Data in this exercise:
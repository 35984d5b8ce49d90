// AstDoc - Solidity AST Documentation Extractor
// Copyright (C) 2024 Zhuo Zhang and Wuqi Zhang
//
// This program is free software: you can redistribute it and/or modify
// it under the terms of the GNU Affero General Public License as published by
// the Free Software Foundation, either version 3 of the License, or
// (at your option) any later version.
//
// This program is distributed in the hope that it will be useful,
// but WITHOUT ANY WARRANTY; without even the implied warranty of
// MERCHANTABILITY or FITNESS FOR A PARTICULAR PURPOSE. See the
// GNU Affero General Public License for more details.
//
// You should have received a copy of the GNU Affero General Public License
// along with this program. If not, see <https://www.gnu.org/licenses/>.

//! End-to-end assembly of a [`Document`] from the two compiler artifacts.

use serde::Serialize;
use tracing::{debug, info};

use crate::{
    aggregate, ast::ContractKind, ArtifactError, ContractCollection, Document, KindDocument,
    SolcInput, SolcOutput, SourceSet,
};

/// Collects, extracts and groups every declaration of one kind.
pub fn extract_kind(sources: &SourceSet<'_>, kind: ContractKind) -> KindDocument {
    let contracts = ContractCollection::collect(sources, kind);
    let kind_doc = KindDocument::build(&contracts, aggregate(&contracts));
    debug!(%kind, documented = kind_doc.len(), collected = contracts.len(), "extracted kind");
    kind_doc
}

/// Builds the documentation model of one compilation.
///
/// Fails only when either artifact lacks its `sources` map; all per-file gaps degrade to
/// empty entries.
pub fn build_document(input: &SolcInput, output: &SolcOutput) -> Result<Document, ArtifactError> {
    let sources = SourceSet::new(input, output)?;

    let document = ContractKind::ALL
        .into_iter()
        .map(|kind| extract_kind(&sources, kind))
        .fold(Document::skeleton(&sources), Document::with_kind)
        .with_imports(&sources);

    let stats = document.stats();
    info!(
        files = stats.files,
        contracts = stats.contracts,
        interfaces = stats.interfaces,
        libraries = stats.libraries,
        "built documentation model"
    );
    Ok(document)
}

/// Parses both artifacts from JSON text and builds the model.
pub fn build_document_from_json(input: &str, output: &str) -> Result<Document, ArtifactError> {
    let input = SolcInput::from_json(input)?;
    let output = SolcOutput::from_json(output)?;
    build_document(&input, &output)
}

/// Pretty-prints `document` as JSON indented by `indent` spaces.
pub fn render_document(document: &Document, indent: usize) -> Result<String, serde_json::Error> {
    let indent = " ".repeat(indent);
    let formatter = serde_json::ser::PrettyFormatter::with_indent(indent.as_bytes());
    let mut buf = Vec::new();
    let mut serializer = serde_json::Serializer::with_formatter(&mut buf, formatter);
    document.serialize(&mut serializer)?;
    // serde_json only ever writes valid UTF-8
    Ok(String::from_utf8_lossy(&buf).into_owned())
}

#[cfg(test)]
mod tests {
    use serde_json::{json, Value};

    use super::*;
    use crate::collector::tests::{artifacts, contract};

    #[test]
    fn test_build_is_deterministic() {
        let (input, output) = artifacts(&[
            (
                "b.sol",
                json!([contract("B", "interface", json!([
                    { "nodeType": "FunctionDefinition", "name": "f", "kind": "function" },
                ]))]),
            ),
            (
                "a.sol",
                json!([contract("A", "contract", json!([
                    { "nodeType": "EventDefinition", "name": "E" },
                ]))]),
            ),
        ]);
        let first = build_document(&input, &output).unwrap();
        let second = build_document(&input, &output).unwrap();
        assert_eq!(first, second);
        assert_eq!(render_document(&first, 4).unwrap(), render_document(&second, 4).unwrap());
        // input order, not lexical order
        assert_eq!(first.0.keys().collect::<Vec<_>>(), ["b.sol", "a.sol"]);
    }

    #[test]
    fn test_missing_sources_is_fatal() {
        let err = build_document_from_json(r#"{"language": "Solidity"}"#, r#"{"sources": {}}"#)
            .unwrap_err();
        assert!(matches!(err, ArtifactError::MissingSources { .. }));

        let err = build_document_from_json("not json", r#"{"sources": {}}"#).unwrap_err();
        assert!(matches!(err, ArtifactError::Malformed { .. }));
    }

    #[test]
    fn test_render_uses_requested_indent() {
        let (input, output) = artifacts(&[("a.sol", json!([]))]);
        let document = build_document(&input, &output).unwrap();

        let rendered = render_document(&document, 4).unwrap();
        assert!(rendered.starts_with("{\n    \"a.sol\": {\n        \"imports\": []"));

        let two = render_document(&document, 2).unwrap();
        assert!(two.contains("\n  \"a.sol\""));
        let reparsed: Value = serde_json::from_str(&two).unwrap();
        assert_eq!(reparsed, serde_json::to_value(&document).unwrap());
    }
}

What you will do: The entries above need to be transcribed with no differences at all.

Expected answer:
repository 35984d5b8ce49d90
// AstDoc - Solidity AST Documentation Extractor
// Copyright (C) 2024 Zhuo Zhang and Wuqi Zhang
//
// This program is free software: you can redistribute it and/or modify
// it under the terms of the GNU Affero General Public License as published by
// the Free Software Foundation, either version 3 of the License, or
// (at your option) any later version.
//
// This program is distributed in the hope that it will be useful,
// but WITHOUT ANY WARRANTY; without even the implied warranty of
// MERCHANTABILITY or FITNESS FOR A PARTICULAR PURPOSE. See the
// GNU Affero General Public License for more details.
//
// You should have received a copy of the GNU Affero General Public License
// along with this program. If not, see <https://www.gnu.org/licenses/>.

//! End-to-end assembly of a [`Document`] from the two compiler artifacts.

use serde::Serialize;
use tracing::{debug, info};

use crate::{
    aggregate, ast::ContractKind, ArtifactError, ContractCollection, Document, KindDocument,
    SolcInput, SolcOutput, SourceSet,
};

/// Collects, extracts and groups every declaration of one kind.
pub fn extract_kind(sources: &SourceSet<'_>, kind: ContractKind) -> KindDocument {
    let contracts = ContractCollection::collect(sources, kind);
    let kind_doc = KindDocument::build(&contracts, aggregate(&contracts));
    debug!(%kind, documented = kind_doc.len(), collected = contracts.len(), "extracted kind");
    kind_doc
}

/// Builds the documentation model of one compilation.
///
/// Fails only when either artifact lacks its `sources` map; all per-file gaps degrade to
/// empty entries.
pub fn build_document(input: &SolcInput, output: &SolcOutput) -> Result<Document, ArtifactError> {
    let sources = SourceSet::new(input, output)?;

    let document = ContractKind::ALL
        .into_iter()
        .map(|kind| extract_kind(&sources, kind))
        .fold(Document::skeleton(&sources), Document::with_kind)
        .with_imports(&sources);

    let stats = document.stats();
    info!(
        files = stats.files,
        contracts = stats.contracts,
        interfaces = stats.interfaces,
        libraries = stats.libraries,
        "built documentation model"
    );
    Ok(document)
}

/// Parses both artifacts from JSON text and builds the model.
pub fn build_document_from_json(input: &str, output: &str) -> Result<Document, ArtifactError> {
    let input = SolcInput::from_json(input)?;
    let output = SolcOutput::from_json(output)?;
    build_document(&input, &output)
}

/// Pretty-prints `document` as JSON indented by `indent` spaces.
pub fn render_document(document: &Document, indent: usize) -> Result<String, serde_json::Error> {
    let indent = " ".repeat(indent);
    let formatter = serde_json::ser::PrettyFormatter::with_indent(indent.as_bytes());
    let mut buf = Vec::new();
    let mut serializer = serde_json::Serializer::with_formatter(&mut buf, formatter);
    document.serialize(&mut serializer)?;
    // serde_json only ever writes valid UTF-8
    Ok(String::from_utf8_lossy(&buf).into_owned())
}

#[cfg(test)]
mod tests {
    use serde_json::{json, Value};

    use super::*;
    use crate::collector::tests::{artifacts, contract};

    #[test]
    fn test_build_is_deterministic() {
        let (input, output) = artifacts(&[
            (
                "b.sol",
                json!([contract("B", "interface", json!([
                    { "nodeType": "FunctionDefinition", "name": "f", "kind": "function" },
                ]))]),
            ),
            (
                "a.sol",
                json!([contract("A", "contract", json!([
                    { "nodeType": "EventDefinition", "name": "E" },
                ]))]),
            ),
        ]);
        let first = build_document(&input, &output).unwrap();
        let second = build_document(&input, &output).unwrap();
        assert_eq!(first, second);
        assert_eq!(render_document(&first, 4).unwrap(), render_document(&second, 4).unwrap());
        // input order, not lexical order
        assert_eq!(first.0.keys().collect::<Vec<_>>(), ["b.sol", "a.sol"]);
    }

    #[test]
    fn test_missing_sources_is_fatal() {
        let err = build_document_from_json(r#"{"language": "Solidity"}"#, r#"{"sources": {}}"#)
            .unwrap_err();
        assert!(matches!(err, ArtifactError::MissingSources { .. }));

        let err = build_document_from_json("not json", r#"{"sources": {}}"#).unwrap_err();
        assert!(matches!(err, ArtifactError::Malformed { .. }));
    }

    #[test]
    fn test_render_uses_requested_indent() {
        let (input, output) = artifacts(&[("a.sol", json!([]))]);
        let document = build_document(&input, &output).unwrap();

        let rendered = render_document(&document, 4).unwrap();
        assert!(rendered.starts_with("{\n    \"a.sol\": {\n        \"imports\": []"));

        let two = render_document(&document, 2).unwrap();
        assert!(two.contains("\n  \"a.sol\""));
        let reparsed: Value = serde_json::from_str(&two).unwrap();
        assert_eq!(reparsed, serde_json::to_value(&document).unwrap());
    }
}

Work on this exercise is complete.